To Assess whether presence of identifiable triggers influence the clinical profile and radiological profile of NMOSD patients.

Background:

Neuromyelitis optic spectrum disorder (NMOSD) is an autoimmune inflammatory demyelinating disorder of the central nervous system (CNS) characterized by optic neuritis (ON) and longitudinally extensive transverse myelitis (LETM). This study aimed to compare the clinical, radiological, and laboratory characteristics of NMOSD patients with identifiable triggers—including recent malignancy, infection or vaccination (within the preceding month), associated autoimmune or rheumatological disorders, and pregnancy or postpartum states—with those without such triggers.

Design/Methods:

We conducted a single center retrospective cohort analysis of south jersey population from electronic medical records from January 2000 to December 2024, who were tested for aquaporin-4 antibodies. Patients were dichotomised into NMOSD with and without triggers and relevant data was collected. Descriptive and bivariate analysis used for dichotomous variables to summarise results.

Results:

A total of 43 NMOSD patients were analyzed, comprising 19 with and 24 without identifiable triggers. The median age at onset was lower among those with triggers (28.5 vs. 37.5 years), with comparable female predominance (16/19 vs. 17/24).

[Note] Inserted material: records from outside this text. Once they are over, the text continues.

// Copyright (c) 2026 - Soldr Project Developers
//! Compute Instance Specification

use serde::{Deserialize, Serialize};

use super::{NetworkSpec, ResourceRef, SubnetSpec};
use crate::domain::ResourceName;

/// Request for a public address on a network interface
///
/// An empty access config asks the provider to assign an ephemeral
/// public address at realization time.
#[derive(Debug, Clone, Copy, PartialEq, Eq, Default, Serialize, Deserialize)]
pub struct AccessConfigSpec {}

/// Network interface attached to an instance
#[derive(Debug, Clone, PartialEq, Eq, Serialize, Deserialize)]
pub struct NetworkInterfaceSpec {
    /// Network the interface attaches to
    pub network: ResourceRef<NetworkSpec>,

    /// Subnet the interface draws its internal address from
    pub subnetwork: ResourceRef<SubnetSpec>,

    /// Access configs; one empty entry requests a public address
    pub access_configs: Vec<AccessConfigSpec>,
}

impl NetworkInterfaceSpec {
    /// Interface with one ephemeral public address
    pub fn with_public_address(
        network: ResourceRef<NetworkSpec>,
        subnetwork: ResourceRef<SubnetSpec>,
    ) -> Self {
        Self {
            network,
            subnetwork,
            access_configs: vec![AccessConfigSpec::default()],
        }
    }

    /// Private-only interface (no access config)
    pub fn private_only(
        network: ResourceRef<NetworkSpec>,
        subnetwork: ResourceRef<SubnetSpec>,
    ) -> Self {
        Self {
            network,
            subnetwork,
            access_configs: Vec::new(),
        }
    }
}

/// Boot disk parameters
#[derive(Debug, Clone, PartialEq, Eq, Serialize, Deserialize)]
pub struct BootDiskSpec {
    /// OS image to initialize the disk from
    pub image: String,

    /// Disk type, e.g. `pd-ssd`
    pub disk_type: String,
}

impl BootDiskSpec {
    /// SSD-backed boot disk from the given image
    pub fn ssd(image: impl Into<String>) -> Self {
        Self {
            image: image.into(),
            disk_type: "pd-ssd".to_string(),
        }
    }
}

/// Desired state of a compute instance
#[derive(Debug, Clone, PartialEq, Eq, Serialize, Deserialize)]
pub struct InstanceSpec {
    /// Instance name
    pub name: ResourceName,

    /// Machine class, e.g. `n1-standard-1`
    pub machine_type: String,

    /// Boot disk parameters
    pub boot_disk: BootDiskSpec,

    /// Attached network interfaces
    pub network_interfaces: Vec<NetworkInterfaceSpec>,

    /// OAuth scopes granted to the instance's service account
    pub service_account_scopes: Vec<String>,

    /// Whether the engine may stop the instance to apply updates
    pub allow_stopping_for_update: bool,

    /// Network tags; firewall rules target instances by these
    pub tags: Vec<String>,

    /// Opaque shell script run on first boot
    pub metadata_startup_script: Option<String>,
}

impl InstanceSpec {
    /// Start building an instance spec
    pub fn builder(name: ResourceName, machine_type: impl Into<String>) -> InstanceSpecBuilder {
        InstanceSpecBuilder::new(name, machine_type)
    }
}

/// Builder for [`InstanceSpec`] with a fluent API
pub struct InstanceSpecBuilder {
    spec: InstanceSpec,
}

impl InstanceSpecBuilder {
    fn new(name: ResourceName, machine_type: impl Into<String>) -> Self {
        Self {
            spec: InstanceSpec {
                name,
                machine_type: machine_type.into(),
                boot_disk: BootDiskSpec::ssd("debian-12"),
                network_interfaces: Vec::new(),
                service_account_scopes: Vec::new(),
                allow_stopping_for_update: false,
                tags: Vec::new(),
                metadata_startup_script: None,
            },
        }
    }

    pub fn boot_disk(mut self, boot_disk: BootDiskSpec) -> Self {
        self.spec.boot_disk = boot_disk;
        self
    }

    pub fn network_interface(mut self, interface: NetworkInterfaceSpec) -> Self {
        self.spec.network_interfaces.push(interface);
        self
    }

    pub fn service_account_scope(mut self, scope: impl Into<String>) -> Self {
        self.spec.service_account_scopes.push(scope.into());
        self
    }

    pub fn allow_stopping_for_update(mut self, allow: bool) -> Self {
        self.spec.allow_stopping_for_update = allow;
        self
    }

    pub fn tag(mut self, tag: impl Into<String>) -> Self {
        self.spec.tags.push(tag.into());
        self
    }

    pub fn startup_script(mut self, script: impl Into<String>) -> Self {
        self.spec.metadata_startup_script = Some(script.into());
        self
    }

    pub fn build(self) -> InstanceSpec {
        self.spec
    }
}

Clinical features such as acute presentation, optic neuritis, transverse myelitis, and sensory deficits were similar between groups. Area postrema syndrome was significantly more frequent in patients with identifiable triggers (31.6% vs. 4.2%, p=0.033). Trends toward higher CSF protein levels (p=0.054) and predominant central cord involvement on spinal MRI (p=0.067) were observed in the trigger group. No significant differences were noted in antibody positivity, MRI brain abnormalities, use of steroid with plasma exchange at presentation, relapse rates, or discharge diagnosis of NMOSD (p>0.05).

Conclusions:

Patients with NMOSD associated with identifiable triggers tend to present at a younger age and may exhibit certain distinctive features such as area postrema syndrome and central cord involvement, although overall disease characteristics and outcomes appear largely similar to those without triggers.